Criticised for giving awards

Michelin's decision to go ahead with the annual awards with the same criteria as any other year put it at odds with some of its counterparts. 

Britain's 50 Best cancelled its awards outright, while France's Gault&Millau considered innovation and solidarity in their awards and La Liste gave awards based on how chefs adapted to the restrictions. 

Restaurant critic Emmanuel Rubin questioned whether the restrictions means there even needed to be a 2021 edition of the Michelin Guide, which he criticised for “the opacity of the method and conditions” of anonymous reviews in newspaper Le Figaro

Poullennec said reviewers cancelled summer holidays in order to work on the guide between lockdowns. 

Receiving a Michelin star can catapult a chef to stardom, but stars also have to be maintained, and sometimes the guide's anonymous reviewers decide to demote a restaurant. 

This system led chef Marc Veyrant to unsuccessfully sue the guide after claiming the loss of a star forced him to close his restaurant in 2019. 

Michelin had promised no three-star chefs would be demoted this year, owing to the health crisis, with restaurants looking likely to remain closed for several weeks, if not months

Any stars removed were for restaurants that had closed or changed dining concepts. 

Virtual awards from the Eiffel Tower

The prestigious guide adapted its own 30th annual ceremony to the Covid pandemic, cancelling a gala planned in the town of Cognac in southwestern France for a virtual ceremony livestreamed from the Jules Verne restaurant on the second floor of the Eiffel Tower.

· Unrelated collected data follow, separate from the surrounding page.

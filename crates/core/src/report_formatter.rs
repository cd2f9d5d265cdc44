#![allow(clippy::format_push_string)]

use crate::diagnostics::Diagnostic;
use crate::outcome::{ForecastOutcome, ForecastResult};

pub struct ReportFormatter;

impl ReportFormatter {
    /// Renders an outcome and its diagnostics as terminal text.
    #[must_use]
    pub fn format(outcome: &ForecastOutcome, diagnostics: &[Diagnostic]) -> String {
        let mut output = match outcome {
            ForecastOutcome::Forecast(result) => Self::format_result(result),
            ForecastOutcome::Error(err) => format!("\n❌ {}\n", err.error),
        };

        for diagnostic in diagnostics {
            output.push_str(&format!("\n⚠️  {diagnostic}\n"));
        }

        output
    }

    #[must_use]
    pub fn format_result(result: &ForecastResult) -> String {
        let mut output = String::new();

        output.push('\n');
        output.push_str("═══════════════════════════════════════════════════════════════\n");
        output.push_str("                    DEMAND FORECAST                            \n");
        output.push_str("═══════════════════════════════════════════════════════════════\n");
        output.push('\n');

        output.push_str(&format!("Product:               {}\n", result.product_id));
        output.push_str(&format!("Category:              {}\n", result.cat_id));
        output.push_str(&format!("Trend:                 {}\n", result.trend));
        output.push_str(&format!("Recommendation:        {}\n", result.recommendation));
        output.push_str(&format!(
            "Suggested Discount:    {}\n",
            result.suggested_discount
        ));
        output.push('\n');

        output.push_str(&format!("Next {} Days Forecast\n", result.forecast.len()));
        output.push_str("───────────────────────────────────────────────────────────────\n");
        output.push_str("Date          Predicted Sales\n");
        for point in &result.forecast {
            output.push_str(&format!(
                "{}    {:>15.2}\n",
                point.date.format("%Y-%m-%d"),
                point.predicted_sales
            ));
        }

        output.push('\n');
        output.push_str("═══════════════════════════════════════════════════════════════\n");

        output
    }
}

#[cfg(test)]
mod tests {
    use super::*;
    use crate::outcome::{ErrorResult, ForecastPoint, Recommendation, Trend};
    use chrono::NaiveDate;

    #[test]
    fn result_report_lists_every_forecast_day() {
        let result = ForecastResult {
            product_id: "HOUSEHOLD_1_004".to_string(),
            cat_id: "HOUSEHOLD".to_string(),
            forecast: (1..=3)
                .map(|d| ForecastPoint {
                    date: NaiveDate::from_ymd_opt(2016, 6, d).unwrap(),
                    predicted_sales: 2.5,
                })
                .collect(),
            trend: Trend::Decreasing,
            recommendation: Recommendation::ApplyDiscount,
            suggested_discount: "20%".to_string(),
        };
        let text = ReportFormatter::format_result(&result);
        assert!(text.contains("HOUSEHOLD_1_004"));
        assert!(text.contains("Next 3 Days Forecast"));
        assert!(text.contains("2016-06-03"));
        assert!(text.contains("Apply discount"));
        assert!(text.contains("20%"));
    }

    #[test]
    fn error_report_shows_message_and_warnings() {
        let outcome = ForecastOutcome::Error(ErrorResult {
            error: "Product ID 'X' not found.".to_string(),
            kind: None,
        });
        let diagnostics = vec![Diagnostic::LowData {
            product_id: "X".to_string(),
            rows: 3,
            minimum: 14,
        }];
        let text = ReportFormatter::format(&outcome, &diagnostics);
        assert!(text.contains("Product ID 'X' not found."));
        assert!(text.contains("Only 3 rows"));
    }
}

The year's only new three-star chef was Alexandre Mazzia, whose Marseille restaraurant AM has garnered many accolades since it opened in 2014. 

A pair of two-star chefs were honoured: Top Chef judge Hélène Darroze, operating her restaurant Marsan on the rue d'Assas in Paris, and to Cédric and Christelle Deckert, owners of La Marise in Laubach in eastern France. 

Fifty-four first stars were announced in all, including for former Top Chef candidate Mory Sacko received a first star based on anonymous reviews of his Parisian restaurant MoSuke.